_Description of the task_.
Isolate every line in the data with the string "iter" and copy it.

_Collected data_.
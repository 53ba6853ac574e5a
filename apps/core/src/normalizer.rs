//! Turns untyped query output into validated [`FileRecord`]s.
//!
//! Every anomaly becomes a [`Diagnostic`] that is logged and returned in the
//! [`NormalizeReport`]. Nothing here fails: the worst case is an empty list.

use serde_json::Value;

use crate::model::{FileRecord, QueryOutcome, QueryPayload, RawQueryResult};

pub const NAME_COLUMN: &str = "Name";
pub const PATH_COLUMN: &str = "Path";
pub const TAGS_COLUMN: &str = "Tags";
pub const DATE_COLUMN: &str = "Date";

#[derive(Debug, Clone, PartialEq, Eq)]
pub enum Diagnostic {
    QueryFailed(String),
    NotTabular(String),
    IgnoredColumn(String),
    MissingNameColumn,
    MissingPathColumn,
    RowDropped { row: usize, reason: String },
}

impl std::fmt::Display for Diagnostic {
    fn fmt(&self, f: &mut std::fmt::Formatter<'_>) -> std::fmt::Result {
        match self {
            Self::QueryFailed(message) => write!(f, "query failed to execute: {message}"),
            Self::NotTabular(shape) => {
                write!(f, "query produced a '{shape}' result instead of 'table'")
            }
            Self::IgnoredColumn(header) => {
                write!(f, "unknown column '{header}' will be ignored")
            }
            Self::MissingNameColumn => write!(
                f,
                "query must return a column '{NAME_COLUMN}' with the file name"
            ),
            Self::MissingPathColumn => write!(
                f,
                "query returned no '{PATH_COLUMN}' column; rows cannot be opened"
            ),
            Self::RowDropped { row, reason } => write!(f, "row {row} dropped: {reason}"),
        }
    }
}

#[derive(Debug, Clone, Default, PartialEq, Eq)]
pub struct NormalizeReport {
    pub records: Vec<FileRecord>,
    pub diagnostics: Vec<Diagnostic>,
}

/// Column index for each known field, resolved by header name.
#[derive(Debug, Clone, Copy, Default, PartialEq, Eq)]
pub struct FieldMapping {
    pub name: Option<usize>,
    pub path: Option<usize>,
    pub tags: Option<usize>,
    pub date: Option<usize>,
}

impl FieldMapping {
    /// Scans the headers once. Unknown headers are returned separately.
    pub fn from_headers(headers: &[String]) -> (Self, Vec<String>) {
        let mut mapping = Self::default();
        let mut ignored = Vec::new();

        for (index, header) in headers.iter().enumerate() {
            let slot = match header.as_str() {
                NAME_COLUMN => &mut mapping.name,
                PATH_COLUMN => &mut mapping.path,
                TAGS_COLUMN => &mut mapping.tags,
                DATE_COLUMN => &mut mapping.date,
                _ => {
                    ignored.push(header.clone());
                    continue;
                }
            };
            // First occurrence wins for duplicated headers.
            if slot.is_none() {
                *slot = Some(index);
            }
        }

        (mapping, ignored)
    }
}

pub fn normalize(outcome: QueryOutcome) -> Vec<FileRecord> {
    normalize_with_report(outcome).records
}

pub fn normalize_with_report(outcome: QueryOutcome) -> NormalizeReport {
    let mut report = NormalizeReport::default();

    let table = match outcome {
        Ok(QueryPayload::Table(table)) => table,
        Ok(other) => {
            emit(&mut report, Diagnostic::NotTabular(other.shape().to_string()));
            return report;
        }
        Err(message) => {
            emit(&mut report, Diagnostic::QueryFailed(message));
            return report;
        }
    };

    normalize_table(&table, &mut report);
    report
}

fn normalize_table(table: &RawQueryResult, report: &mut NormalizeReport) {
    let (mapping, ignored) = FieldMapping::from_headers(&table.headers);
    for header in ignored {
        emit(report, Diagnostic::IgnoredColumn(header));
    }

    let Some(name_index) = mapping.name else {
        emit(report, Diagnostic::MissingNameColumn);
        return;
    };
    if mapping.path.is_none() {
        emit(report, Diagnostic::MissingPathColumn);
    }

    for (row_number, row) in table.values.iter().enumerate() {
        match decode_row(row, name_index, &mapping) {
            Ok(record) => report.records.push(record),
            Err(reason) => emit(
                report,
                Diagnostic::RowDropped {
                    row: row_number,
                    reason,
                },
            ),
        }
    }
}

fn decode_row(row: &[Value], name_index: usize, mapping: &FieldMapping) -> Result<FileRecord, String> {
    let name = decode_name(row.get(name_index)).ok_or("name cell is not text")?;
    let path_index = mapping.path.ok_or("no path column")?;
    let path = decode_path(row.get(path_index)).ok_or("path cell is unresolvable")?;
    let tags = mapping.tags.map(|index| decode_tags(row.get(index)));
    let date = mapping.date.and_then(|index| decode_date(row.get(index)));

    Ok(FileRecord {
        name,
        path,
        date,
        tags,
    })
}

fn decode_name(cell: Option<&Value>) -> Option<String> {
    match cell? {
        Value::String(name) if !name.trim().is_empty() => Some(name.clone()),
        _ => None,
    }
}

/// Accepts a plain string or a link object carrying a `path` field.
fn decode_path(cell: Option<&Value>) -> Option<String> {
    let text = match cell? {
        Value::String(path) => path.as_str(),
        Value::Object(link) => link.get("path")?.as_str()?,
        _ => return None,
    };
    let trimmed = text.trim();
    (!trimmed.is_empty()).then(|| trimmed.to_string())
}

/// Present-but-empty tags become an empty list, never `None`.
fn decode_tags(cell: Option<&Value>) -> Vec<String> {
    match cell {
        Some(Value::Array(items)) => items.iter().filter_map(tag_text).collect(),
        Some(Value::String(joined)) => joined
            .split(',')
            .map(str::trim)
            .filter(|tag| !tag.is_empty())
            .map(str::to_string)
            .collect(),
        _ => Vec::new(),
    }
}

fn tag_text(value: &Value) -> Option<String> {
    match value {
        Value::String(tag) if !tag.trim().is_empty() => Some(tag.trim().to_string()),
        _ => None,
    }
}

fn decode_date(cell: Option<&Value>) -> Option<String> {
    match cell? {
        Value::Null => None,
        Value::String(date) => Some(date.clone()),
        other => Some(other.to_string()),
    }
}

fn emit(report: &mut NormalizeReport, diagnostic: Diagnostic) {
    match &diagnostic {
        Diagnostic::IgnoredColumn(_) | Diagnostic::RowDropped { .. } => {
            tracing::warn!(target: "recentpick::normalizer", "{diagnostic}");
        }
        _ => tracing::error!(target: "recentpick::normalizer", "{diagnostic}"),
    }
    report.diagnostics.push(diagnostic);
}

_Exercise output_.
        for (index, header) in headers.iter().enumerate() {
    for (row_number, row) in table.values.iter().enumerate() {
        Some(Value::Array(items)) => items.iter().filter_map(tag_text).collect(),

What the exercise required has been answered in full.